(Stored items)
━━━

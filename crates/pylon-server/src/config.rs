//! Server configuration types.
//!
//! Configuration is fixed once the server is constructed. Use
//! [`ServerConfig::builder()`] to override defaults.
//!
//! # Example
//!
//! ```rust
//! use pylon_server::{CompressionMode, ServerConfig};
//!
//! let config = ServerConfig::builder()
//!     .host("127.0.0.1")
//!     .idle_timeout_secs(30)
//!     .compression(CompressionMode::Disabled)
//!     .build();
//!
//! assert_eq!(config.idle_timeout_secs(), 30);
//! assert_eq!(config.max_payload_size(), 16 * 1024 * 1024);
//! ```

use std::fmt;
use std::str::FromStr;
use std::time::Duration;

use pylon_ws::{BackpressurePolicy, SessionConfig};
use serde::{Deserialize, Serialize};

/// Default bind host.
pub const DEFAULT_HOST: &str = "0.0.0.0";

/// Default maximum payload size (16 MiB).
pub const DEFAULT_MAX_PAYLOAD_SIZE: usize = 16 * 1024 * 1024;

/// Default backpressure limit (64 KiB).
pub const DEFAULT_MAX_BACKPRESSURE: usize = 64 * 1024;

/// Default idle timeout in seconds.
pub const DEFAULT_IDLE_TIMEOUT_SECS: u64 = 120;

/// Default bounded wait for the accept loop when stopping, in seconds.
pub const DEFAULT_SHUTDOWN_TIMEOUT_SECS: u64 = 5;

/// WebSocket compression setting.
///
/// Recorded and logged only; compressed sends go out as plain text frames.
#[derive(Debug, Clone, Copy, PartialEq, Eq, Hash, Default, Serialize, Deserialize)]
#[serde(rename_all = "snake_case")]
pub enum CompressionMode {
    /// No compression.
    Disabled,
    /// One compressor shared by all connections.
    #[default]
    SharedCompressor,
    /// One compressor per connection.
    DedicatedCompressor,
}

impl CompressionMode {
    /// Returns the snake_case name.
    pub const fn as_str(self) -> &'static str {
        match self {
            Self::Disabled => "disabled",
            Self::SharedCompressor => "shared_compressor",
            Self::DedicatedCompressor => "dedicated_compressor",
        }
    }
}

impl fmt::Display for CompressionMode {
    fn fmt(&self, f: &mut fmt::Formatter<'_>) -> fmt::Result {
        f.write_str(self.as_str())
    }
}

impl FromStr for CompressionMode {
    type Err = String;

    fn from_str(s: &str) -> Result<Self, Self::Err> {
        match s.to_ascii_lowercase().replace('-', "_").as_str() {
            "disabled" | "none" => Ok(Self::Disabled),
            "shared_compressor" | "shared" => Ok(Self::SharedCompressor),
            "dedicated_compressor" | "dedicated" => Ok(Self::DedicatedCompressor),
            other => Err(format!("unknown compression mode '{other}'")),
        }
    }
}

/// Server configuration.
#[derive(Debug, Clone, PartialEq, Eq)]
pub struct ServerConfig {
    host: String,
    max_payload_size: usize,
    max_backpressure: usize,
    idle_timeout_secs: u64,
    max_lifetime_minutes: u64,
    send_pings_automatically: bool,
    close_on_backpressure_limit: bool,
    reset_idle_timeout_on_send: bool,
    compression: CompressionMode,
    echo: bool,
    shutdown_timeout: Duration,
}

impl ServerConfig {
    /// Creates a new server configuration builder.
    #[must_use]
    pub fn builder() -> ServerConfigBuilder {
        ServerConfigBuilder::default()
    }

    /// Returns the bind host.
    #[must_use]
    pub fn host(&self) -> &str {
        &self.host
    }

    /// Maximum inbound message size and envelope payload size, in bytes.
    #[must_use]
    pub fn max_payload_size(&self) -> usize {
        self.max_payload_size
    }

    /// Buffered bytes above which sends are dropped.
    #[must_use]
    pub fn max_backpressure(&self) -> usize {
        self.max_backpressure
    }

    /// Idle timeout in seconds; 0 disables.
    #[must_use]
    pub fn idle_timeout_secs(&self) -> u64 {
        self.idle_timeout_secs
    }

    /// Maximum connection lifetime in minutes; 0 means unlimited.
    #[must_use]
    pub fn max_lifetime_minutes(&self) -> u64 {
        self.max_lifetime_minutes
    }

    /// Whether idle connections are pinged automatically.
    #[must_use]
    pub fn send_pings_automatically(&self) -> bool {
        self.send_pings_automatically
    }

    /// Whether exceeding the backpressure limit closes the connection.
    #[must_use]
    pub fn close_on_backpressure_limit(&self) -> bool {
        self.close_on_backpressure_limit
    }

    /// Whether outbound traffic resets the idle timer.
    #[must_use]
    pub fn reset_idle_timeout_on_send(&self) -> bool {
        self.reset_idle_timeout_on_send
    }

    /// The compression mode.
    #[must_use]
    pub fn compression(&self) -> CompressionMode {
        self.compression
    }

    /// Whether inbound WebSocket messages are echoed back.
    #[must_use]
    pub fn echo(&self) -> bool {
        self.echo
    }

    /// Bounded wait for the accept loop to exit when stopping.
    #[must_use]
    pub fn shutdown_timeout(&self) -> Duration {
        self.shutdown_timeout
    }

    /// Derives per-connection session settings.
    #[must_use]
    pub fn session_config(&self) -> SessionConfig {
        let idle_timeout =
            (self.idle_timeout_secs > 0).then(|| Duration::from_secs(self.idle_timeout_secs));
        let max_lifetime = (self.max_lifetime_minutes > 0)
            .then(|| Duration::from_secs(self.max_lifetime_minutes * 60));
        SessionConfig {
            idle_timeout,
            send_pings: self.send_pings_automatically,
            max_lifetime,
            reset_idle_on_send: self.reset_idle_timeout_on_send,
            echo: self.echo,
        }
    }

    /// Derives the backpressure policy for sends.
    #[must_use]
    pub fn backpressure_policy(&self) -> BackpressurePolicy {
        BackpressurePolicy {
            max_backpressure: self.max_backpressure,
            close_on_limit: self.close_on_backpressure_limit,
        }
    }
}

impl Default for ServerConfig {
    fn default() -> Self {
        Self::builder().build()
    }
}

/// Builder for [`ServerConfig`].
#[derive(Debug, Clone)]
pub struct ServerConfigBuilder {
    config: ServerConfig,
}

impl Default for ServerConfigBuilder {
    fn default() -> Self {
        Self::new()
    }
}

impl ServerConfigBuilder {
    /// Creates a new builder with default values.
    #[must_use]
    pub fn new() -> Self {
        Self {
            config: ServerConfig {
                host: DEFAULT_HOST.to_string(),
                max_payload_size: DEFAULT_MAX_PAYLOAD_SIZE,
                max_backpressure: DEFAULT_MAX_BACKPRESSURE,
                idle_timeout_secs: DEFAULT_IDLE_TIMEOUT_SECS,
                max_lifetime_minutes: 0,
                send_pings_automatically: true,
                close_on_backpressure_limit: false,
                reset_idle_timeout_on_send: true,
                compression: CompressionMode::SharedCompressor,
                echo: false,
                shutdown_timeout: Duration::from_secs(DEFAULT_SHUTDOWN_TIMEOUT_SECS),
            },
        }
    }

    /// Sets the bind host (e.g., "0.0.0.0", "127.0.0.1").
    #[must_use]
    pub fn host(mut self, host: impl Into<String>) -> Self {
        self.config.host = host.into();
        self
    }

    /// Sets the maximum payload size in bytes.
    #[must_use]
    pub fn max_payload_size(mut self, bytes: usize) -> Self {
        self.config.max_payload_size = bytes;
        self
    }

    /// Sets the backpressure limit in bytes.
    #[must_use]
    pub fn max_backpressure(mut self, bytes: usize) -> Self {
        self.config.max_backpressure = bytes;
        self
    }

    /// Sets the idle timeout in seconds; 0 disables.
    #[must_use]
    pub fn idle_timeout_secs(mut self, secs: u64) -> Self {
        self.config.idle_timeout_secs = secs;
        self
    }

    /// Sets the maximum connection lifetime in minutes; 0 means unlimited.
    #[must_use]
    pub fn max_lifetime_minutes(mut self, minutes: u64) -> Self {
        self.config.max_lifetime_minutes = minutes;
        self
    }

    /// Enables or disables automatic pings.
    #[must_use]
    pub fn send_pings_automatically(mut self, enabled: bool) -> Self {
        self.config.send_pings_automatically = enabled;
        self
    }

    /// Closes connections whose sends exceed the backpressure limit.
    #[must_use]
    pub fn close_on_backpressure_limit(mut self, enabled: bool) -> Self {
        self.config.close_on_backpressure_limit = enabled;
        self
    }

    /// Lets outbound traffic reset the idle timer.
    #[must_use]
    pub fn reset_idle_timeout_on_send(mut self, enabled: bool) -> Self {
        self.config.reset_idle_timeout_on_send = enabled;
        self
    }

    /// Sets the compression mode.
    #[must_use]
    pub fn compression(mut self, mode: CompressionMode) -> Self {
        self.config.compression = mode;
        self
    }

    /// Echoes every inbound WebSocket message back to its sender.
    #[must_use]
    pub fn echo(mut self, enabled: bool) -> Self {
        self.config.echo = enabled;
        self
    }

    /// Sets the bounded wait used when stopping.
    #[must_use]
    pub fn shutdown_timeout(mut self, timeout: Duration) -> Self {
        self.config.shutdown_timeout = timeout;
        self
    }

    /// Builds the configuration.
    #[must_use]
    pub fn build(self) -> ServerConfig {
        self.config
    }
}

#[cfg(test)]
mod tests {
    use super::*;

    #[test]
    fn test_defaults() {
        let config = ServerConfig::default();
        assert_eq!(config.host(), "0.0.0.0");
        assert_eq!(config.max_payload_size(), 16 * 1024 * 1024);
        assert_eq!(config.max_backpressure(), 64 * 1024);
        assert_eq!(config.idle_timeout_secs(), 120);
        assert_eq!(config.max_lifetime_minutes(), 0);
        assert!(config.send_pings_automatically());
        assert!(!config.close_on_backpressure_limit());
        assert!(config.reset_idle_timeout_on_send());
        assert_eq!(config.compression(), CompressionMode::SharedCompressor);
        assert!(!config.echo());
    }

    #[test]
    fn test_builder_overrides() {
        let config = ServerConfig::builder()
            .host("127.0.0.1")
            .max_backpressure(1024)
            .close_on_backpressure_limit(true)
            .echo(true)
            .shutdown_timeout(Duration::from_millis(250))
            .build();

        assert_eq!(config.host(), "127.0.0.1");
        assert_eq!(config.backpressure_policy().max_backpressure, 1024);
        assert!(config.backpressure_policy().close_on_limit);
        assert!(config.echo());
        assert_eq!(config.shutdown_timeout(), Duration::from_millis(250));
    }

    #[test]
    fn test_session_config_disables_zero_limits() {
        let config = ServerConfig::builder()
            .idle_timeout_secs(0)
            .max_lifetime_minutes(0)
            .build();
        let session = config.session_config();
        assert_eq!(session.idle_timeout, None);
        assert_eq!(session.max_lifetime, None);

        let config = ServerConfig::builder().max_lifetime_minutes(2).build();
        let session = config.session_config();
        assert_eq!(session.idle_timeout, Some(Duration::from_secs(120)));
        assert_eq!(session.max_lifetime, Some(Duration::from_secs(120)));
    }

    #[test]
    fn test_compression_mode_parse() {
        assert_eq!(
            "shared".parse::<CompressionMode>().unwrap(),
            CompressionMode::SharedCompressor
        );
        assert_eq!(
            "Dedicated-Compressor".parse::<CompressionMode>().unwrap(),
            CompressionMode::DedicatedCompressor
        );
        assert!("zstd".parse::<CompressionMode>().is_err());
        assert_eq!(CompressionMode::Disabled.to_string(), "disabled");
    }
}
//! Non-owning back-references to live connections.
//!
//! A [`ConnectionHandle`] never touches the socket. It hands frames to the
//! connection's session task over an unbounded channel and keeps a shared
//! count of bytes that are queued but not yet flushed.

use std::sync::atomic::{AtomicUsize, Ordering};
use std::sync::Arc;

use pylon_core::{ConnectionId, SendStatus};
use tokio::sync::mpsc;
use tracing::{debug, warn};

use crate::error::CloseCode;
use crate::outbound::Outbound;

/// What to do when buffered bytes exceed the limit.
#[derive(Debug, Clone, Copy, PartialEq, Eq)]
pub struct BackpressurePolicy {
    /// Buffered bytes above which sends are dropped.
    pub max_backpressure: usize,
    /// Whether to close the connection (1008) when a send is dropped for backpressure.
    pub close_on_limit: bool,
}

impl Default for BackpressurePolicy {
    fn default() -> Self {
        Self {
            max_backpressure: 64 * 1024,
            close_on_limit: false,
        }
    }
}

fn channel(id: ConnectionId) -> (ConnectionHandle, OutboundReceiver) {
    let (tx, rx) = mpsc::unbounded_channel();
    let buffered = Arc::new(AtomicUsize::new(0));
    (
        ConnectionHandle {
            id,
            tx,
            buffered: Arc::clone(&buffered),
        },
        OutboundReceiver { rx, buffered },
    )
}

/// Sending half held by the registry.
#[derive(Debug, Clone)]
pub struct ConnectionHandle {
    id: ConnectionId,
    tx: mpsc::UnboundedSender<Outbound>,
    buffered: Arc<AtomicUsize>,
}

impl ConnectionHandle {
    /// Creates a connected handle/receiver pair for one connection.
    pub fn channel(id: ConnectionId) -> (Self, OutboundReceiver) {
        channel(id)
    }

    /// Returns the connection id.
    pub fn id(&self) -> ConnectionId {
        self.id
    }

    /// Bytes queued but not yet flushed to the socket.
    pub fn buffered_amount(&self) -> usize {
        self.buffered.load(Ordering::Acquire)
    }

    /// Returns `true` once the session task has exited.
    pub fn is_closed(&self) -> bool {
        self.tx.is_closed()
    }

    /// Queues a frame, applying the backpressure policy.
    pub fn send(&self, outbound: Outbound, policy: &BackpressurePolicy) -> SendStatus {
        if self.is_closed() {
            return SendStatus::Dropped;
        }

        let buffered = self.buffered_amount();
        if buffered > policy.max_backpressure {
            warn!(
                connection_id = %self.id,
                buffered = buffered,
                max = policy.max_backpressure,
                "Backpressure limit exceeded, dropping message"
            );
            if policy.close_on_limit {
                self.close(CloseCode::PolicyViolation, "backpressure limit exceeded");
            }
            return SendStatus::Dropped;
        }

        let size = outbound.len();
        self.buffered.fetch_add(size, Ordering::AcqRel);
        if self.tx.send(outbound).is_err() {
            release(&self.buffered, size);
            return SendStatus::Dropped;
        }

        if buffered + size > policy.max_backpressure {
            SendStatus::Backpressure
        } else {
            SendStatus::Success
        }
    }

    /// Asks the session to start the closing handshake.
    ///
    /// Returns `false` if the session is already gone.
    pub fn close(&self, code: CloseCode, reason: impl Into<String>) -> bool {
        let reason = reason.into();
        debug!(connection_id = %self.id, code = code.as_u16(), reason = %reason, "Closing connection");
        self.tx.send(Outbound::close(code, reason)).is_ok()
    }
}

/// Receiving half owned by the session task.
#[derive(Debug)]
pub struct OutboundReceiver {
    rx: mpsc::UnboundedReceiver<Outbound>,
    buffered: Arc<AtomicUsize>,
}

impl OutboundReceiver {
    /// Waits for the next queued frame.
    ///
    /// Returns `None` once every handle has been dropped.
    pub async fn recv(&mut self) -> Option<Outbound> {
        self.rx.recv().await
    }

    /// Takes a queued frame without waiting.
    pub fn try_recv(&mut self) -> Option<Outbound> {
        self.rx.try_recv().ok()
    }

    /// Marks `size` bytes as flushed.
    pub fn flushed(&self, size: usize) {
        release(&self.buffered, size);
    }
}

fn release(buffered: &AtomicUsize, size: usize) {
    let _ = buffered.fetch_update(Ordering::AcqRel, Ordering::Acquire, |current| {
        Some(current.saturating_sub(size))
    });
}
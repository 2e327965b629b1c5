//! # Pylon Server
//!
//! HTTP and WebSocket endpoint for a pull-driven, single-threaded host.
//!
//! The socket engine runs on its own single-threaded Tokio runtime. Nothing
//! it does calls back into the host; every occurrence becomes an
//! [`EventEnvelope`](pylon_core::EventEnvelope) on a deferred queue that the
//! host drains between ticks with [`Server::pop_event`] or
//! [`Server::drain_events`]. The host answers with synchronous commands
//! (sends, broadcasts, response writes) that report outcomes as status values.
//!
//! - [`Server`] - composition root and the whole host-facing surface
//! - [`ServerConfig`] - tuning knobs, built with [`ServerConfig::builder()`]
//! - [`RouteTable`] / [`Verb`] - ordered route registrations
//! - [`RequestRegistry`] - in-flight HTTP requests and their responses
//!
//! ## Example
//!
//! ```rust,no_run
//! use pylon_server::{Server, ServerConfig, Verb};
//!
//! let server = Server::new(ServerConfig::builder().idle_timeout_secs(60).build())?;
//! server.add_route(Verb::Ws, "/ws");
//! server.add_route(Verb::Any, "/api/*");
//!
//! if server.start_listening(9001) {
//!     // poll server.pop_event() from the host loop
//! }
//! # Ok::<(), pylon_server::ServerError>(())
//! ```

#![doc(html_root_url = "https://docs.rs/pylon-server/0.1.0")]
#![warn(missing_docs)]
#![forbid(unsafe_code)]

pub mod config;
mod engine;
pub mod error;
pub mod request;
pub mod response;
pub mod route;
pub mod runtime;
mod server;
pub mod shutdown;

pub use config::{CompressionMode, ServerConfig, ServerConfigBuilder};
pub use engine::Engine;
pub use error::{ServerError, ServerResult};
pub use request::{RequestField, RequestRecord, RequestRegistry};
pub use route::{RouteMatch, RoutePattern, RouteTable, Verb};
pub use server::{Server, ServerState};
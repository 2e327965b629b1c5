//! Correlation identifiers.
//!
//! Identifiers are minted by this layer, not by the wire protocol, and refer
//! to a connection or an in-flight request across the push/pull boundary.
//! Both use UUID v7 so they are time-ordered and never reused.

use std::fmt;
use std::str::FromStr;

use serde::{Deserialize, Serialize};
use uuid::Uuid;

use crate::error::CoreError;

/// A unique identifier for a WebSocket connection, minted at upgrade time.
///
/// # Example
///
/// ```
/// use pylon_core::ConnectionId;
///
/// let id = ConnectionId::new();
/// let parsed: ConnectionId = id.to_string().parse().unwrap();
/// assert_eq!(id, parsed);
/// ```
#[derive(Debug, Clone, Copy, PartialEq, Eq, Hash, Serialize, Deserialize)]
#[serde(transparent)]
pub struct ConnectionId(Uuid);

impl ConnectionId {
    /// Creates a new unique connection ID.
    #[must_use]
    pub fn new() -> Self {
        Self(Uuid::now_v7())
    }

    /// Creates a connection ID from a UUID.
    #[must_use]
    pub const fn from_uuid(id: Uuid) -> Self {
        Self(id)
    }

    /// Returns the underlying UUID.
    #[must_use]
    pub const fn as_uuid(&self) -> &Uuid {
        &self.0
    }
}

impl Default for ConnectionId {
    fn default() -> Self {
        Self::new()
    }
}

impl fmt::Display for ConnectionId {
    fn fmt(&self, f: &mut fmt::Formatter<'_>) -> fmt::Result {
        write!(f, "{}", self.0)
    }
}

impl FromStr for ConnectionId {
    type Err = CoreError;

    fn from_str(s: &str) -> Result<Self, Self::Err> {
        Uuid::parse_str(s)
            .map(Self)
            .map_err(|e| CoreError::invalid_id(s, e.to_string()))
    }
}

impl From<Uuid> for ConnectionId {
    fn from(id: Uuid) -> Self {
        Self(id)
    }
}

/// A unique identifier for an HTTP request, minted when its headers complete.
#[derive(Debug, Clone, Copy, PartialEq, Eq, Hash, Serialize, Deserialize)]
#[serde(transparent)]
pub struct RequestId(Uuid);

impl RequestId {
    /// Creates a new unique request ID.
    #[must_use]
    pub fn new() -> Self {
        Self(Uuid::now_v7())
    }

    /// Creates a request ID from a UUID.
    #[must_use]
    pub const fn from_uuid(id: Uuid) -> Self {
        Self(id)
    }

    /// Returns the underlying UUID.
    #[must_use]
    pub const fn as_uuid(&self) -> &Uuid {
        &self.0
    }
}

impl Default for RequestId {
    fn default() -> Self {
        Self::new()
    }
}

impl fmt::Display for RequestId {
    fn fmt(&self, f: &mut fmt::Formatter<'_>) -> fmt::Result {
        write!(f, "{}", self.0)
    }
}

impl FromStr for RequestId {
    type Err = CoreError;

    fn from_str(s: &str) -> Result<Self, Self::Err> {
        Uuid::parse_str(s)
            .map(Self)
            .map_err(|e| CoreError::invalid_id(s, e.to_string()))
    }
}

impl From<Uuid> for RequestId {
    fn from(id: Uuid) -> Self {
        Self(id)
    }
}
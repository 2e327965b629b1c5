//! Structured logging for pylon.
//!
//! Installs a global `tracing-subscriber` registry. Pylon logs connection and
//! request ids as `connection_id` and `request_id` fields, the same strings the
//! host sees as envelope correlation ids.
//!
//! # Example
//!
//! ```rust,ignore
//! use pylon_telemetry::logging::{LogConfig, init_logging};
//!
//! let config = LogConfig::default();
//! init_logging(&config)?;
//!
//! tracing::info!(connection_id = %id, "Connection opened");
//! ```

use serde::{Deserialize, Serialize};
use tracing_subscriber::fmt::format::FmtSpan;
use tracing_subscriber::layer::SubscriberExt;
use tracing_subscriber::util::SubscriberInitExt;
use tracing_subscriber::{EnvFilter, Layer};

use crate::error::TelemetryError;
use crate::TelemetryResult;

/// Logging configuration.
#[derive(Debug, Clone, PartialEq, Eq, Serialize, Deserialize)]
pub struct LogConfig {
    /// Whether logging is enabled.
    pub enabled: bool,

    /// Filter directive (e.g., "info", "pylon_server=debug,hyper=warn").
    pub level: String,

    /// Whether to output JSON format.
    pub json_format: bool,

    /// Whether to include span events (new, close).
    pub span_events: bool,

    /// Whether to include file/line info.
    pub file_line_info: bool,

    /// Whether to include thread IDs.
    pub thread_ids: bool,

    /// Whether to include target (module path).
    pub include_target: bool,
}

impl Default for LogConfig {
    fn default() -> Self {
        Self {
            enabled: true,
            level: "info".to_string(),
            json_format: true,
            span_events: false,
            file_line_info: false,
            thread_ids: false,
            include_target: true,
        }
    }
}

impl LogConfig {
    /// Creates a development configuration with human-readable output.
    #[must_use]
    pub fn development() -> Self {
        Self {
            level: "debug".to_string(),
            json_format: false,
            span_events: true,
            file_line_info: true,
            ..Self::default()
        }
    }

    /// Creates a configuration with the given filter and output format.
    #[must_use]
    pub fn with_level(level: impl Into<String>, json_format: bool) -> Self {
        Self {
            level: level.into(),
            json_format,
            ..Self::default()
        }
    }
}

/// Initializes the logging subsystem.
///
/// Fails if the filter directive is invalid or a global subscriber is
/// already installed.
pub fn init_logging(config: &LogConfig) -> TelemetryResult<()> {
    if !config.enabled {
        return Ok(());
    }

    let filter = create_env_filter(&config.level)?;

    let span_events = if config.span_events {
        FmtSpan::NEW | FmtSpan::CLOSE
    } else {
        FmtSpan::NONE
    };

    if config.json_format {
        let fmt_layer = tracing_subscriber::fmt::layer()
            .json()
            .with_span_events(span_events)
            .with_file(config.file_line_info)
            .with_line_number(config.file_line_info)
            .with_thread_ids(config.thread_ids)
            .with_target(config.include_target)
            .with_filter(filter);

        tracing_subscriber::registry()
            .with(fmt_layer)
            .try_init()
            .map_err(|e| TelemetryError::LoggingInit(e.to_string()))?;
    } else {
        let fmt_layer = tracing_subscriber::fmt::layer()
            .pretty()
            .with_span_events(span_events)
            .with_file(config.file_line_info)
            .with_line_number(config.file_line_info)
            .with_thread_ids(config.thread_ids)
            .with_target(config.include_target)
            .with_filter(filter);

        tracing_subscriber::registry()
            .with(fmt_layer)
            .try_init()
            .map_err(|e| TelemetryError::LoggingInit(e.to_string()))?;
    }

    Ok(())
}

/// Creates an env filter from a directive string.
pub fn create_env_filter(filter: &str) -> TelemetryResult<EnvFilter> {
    EnvFilter::try_new(filter)
        .map_err(|e| TelemetryError::InvalidConfig(format!("Invalid log level '{filter}': {e}")))
}

#[cfg(test)]
mod tests {
    use super::*;

    #[test]
    fn test_default_config() {
        let config = LogConfig::default();
        assert!(config.enabled);
        assert_eq!(config.level, "info");
        assert!(config.json_format);
    }

    #[test]
    fn test_development_config() {
        let config = LogConfig::development();
        assert_eq!(config.level, "debug");
        assert!(!config.json_format);
        assert!(config.file_line_info);
    }

    #[test]
    fn test_with_level() {
        let config = LogConfig::with_level("warn", false);
        assert_eq!(config.level, "warn");
        assert!(!config.json_format);
        assert!(config.include_target);
    }

    #[test]
    fn test_create_env_filter() {
        assert!(create_env_filter("info").is_ok());
        assert!(create_env_filter("pylon_server=debug,hyper=warn").is_ok());
        assert!(create_env_filter("pylon=verbose").is_err());
    }

    #[test]
    fn test_disabled_logging_is_noop() {
        let config = LogConfig {
            enabled: false,
            ..LogConfig::default()
        };
        assert!(init_logging(&config).is_ok());
    }

    #[test]
    fn test_config_serde() {
        let json = serde_json::to_string(&LogConfig::default()).unwrap();
        let parsed: LogConfig = serde_json::from_str(&json).unwrap();
        assert_eq!(parsed, LogConfig::default());
    }
}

━━━

■ INSTRUCTIONS FOR THE TASK
Transcribe the records above exactly, from the opening line down to and including the line with "plain text frames.".

■ PROBLEM SOLUTION
filename crates/pylon-server/src/config.rs
//! Server configuration types.
//!
//! Configuration is fixed once the server is constructed. Use
//! [`ServerConfig::builder()`] to override defaults.
//!
//! # Example
//!
//! ```rust
//! use pylon_server::{CompressionMode, ServerConfig};
//!
//! let config = ServerConfig::builder()
//!     .host("127.0.0.1")
//!     .idle_timeout_secs(30)
//!     .compression(CompressionMode::Disabled)
//!     .build();
//!
//! assert_eq!(config.idle_timeout_secs(), 30);
//! assert_eq!(config.max_payload_size(), 16 * 1024 * 1024);
//! ```

use std::fmt;
use std::str::FromStr;
use std::time::Duration;

use pylon_ws::{BackpressurePolicy, SessionConfig};
use serde::{Deserialize, Serialize};

/// Default bind host.
pub const DEFAULT_HOST: &str = "0.0.0.0";

/// Default maximum payload size (16 MiB).
pub const DEFAULT_MAX_PAYLOAD_SIZE: usize = 16 * 1024 * 1024;

/// Default backpressure limit (64 KiB).
pub const DEFAULT_MAX_BACKPRESSURE: usize = 64 * 1024;

/// Default idle timeout in seconds.
pub const DEFAULT_IDLE_TIMEOUT_SECS: u64 = 120;

/// Default bounded wait for the accept loop when stopping, in seconds.
pub const DEFAULT_SHUTDOWN_TIMEOUT_SECS: u64 = 5;

/// WebSocket compression setting.
///
/// Recorded and logged only; compressed sends go out as plain text frames.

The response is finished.